◆ **REQUIREMENT**
Write out the entries again. Match each one exactly.

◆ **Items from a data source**
_ _ _ _

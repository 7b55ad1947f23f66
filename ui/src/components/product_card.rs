//! Product tile used by the products page, the featured grid and (in a
//! compact form) the search overlay.

use dioxus::document;
use dioxus::prelude::*;

use api::Product;

use crate::core::format;
use crate::i18n;

const PRODUCT_CARD_CSS: Asset = asset!("/assets/styling/product-card.css");

#[component]
pub fn ProductCard(product: Product, on_select: EventHandler<Product>) -> Element {
    let lang_ctx: Option<Signal<String>> = try_use_context::<Signal<String>>();
    let lang = lang_ctx
        .as_ref()
        .map(|c| c())
        .unwrap_or_else(|| i18n::DEFAULT_LANGUAGE.to_string());

    let name = i18n::tr(&product.name_key);
    let description = i18n::tr(&product.description_key);
    let price = format::format_price(product.price, &lang);
    // Remote records aren't trusted to carry images; an absent primary
    // image renders as an empty frame rather than a broken layout.
    let image = product.images.first().cloned().unwrap_or_default();
    let selected = product.clone();

    rsx! {
        document::Link { rel: "stylesheet", href: PRODUCT_CARD_CSS }

        div {
            class: "product-card",
            onclick: move |_| on_select.call(selected.clone()),
            div { class: "product-card__frame",
                img { class: "product-card__image", src: "{image}", alt: "{name}" }
            }
            div { class: "product-card__body",
                h3 { class: "product-card__name", "{name}" }
                p { class: "product-card__description", "{description}" }
                p { class: "product-card__price", "{price}" }
            }
        }
    }
}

_ _ _ _

◆ **RESULT FOR THIS TASK**
repository 7b55ad1947f23f66
filename ui/src/components/product_card.rs
//! Product tile used by the products page, the featured grid and (in a
//! compact form) the search overlay.

use dioxus::document;
use dioxus::prelude::*;

use api::Product;

use crate::core::format;
use crate::i18n;

const PRODUCT_CARD_CSS: Asset = asset!("/assets/styling/product-card.css");

#[component]
pub fn ProductCard(product: Product, on_select: EventHandler<Product>) -> Element {
    let lang_ctx: Option<Signal<String>> = try_use_context::<Signal<String>>();
    let lang = lang_ctx
        .as_ref()
        .map(|c| c())
        .unwrap_or_else(|| i18n::DEFAULT_LANGUAGE.to_string());

    let name = i18n::tr(&product.name_key);
    let description = i18n::tr(&product.description_key);
    let price = format::format_price(product.price, &lang);
    // Remote records aren't trusted to carry images; an absent primary
    // image renders as an empty frame rather than a broken layout.
    let image = product.images.first().cloned().unwrap_or_default();
    let selected = product.clone();

    rsx! {
        document::Link { rel: "stylesheet", href: PRODUCT_CARD_CSS }

        div {
            class: "product-card",
            onclick: move |_| on_select.call(selected.clone()),
            div { class: "product-card__frame",
                img { class: "product-card__image", src: "{image}", alt: "{name}" }
            }
            div { class: "product-card__body",
                h3 { class: "product-card__name", "{name}" }
                p { class: "product-card__description", "{description}" }
                p { class: "product-card__price", "{price}" }
            }
        }
    }
}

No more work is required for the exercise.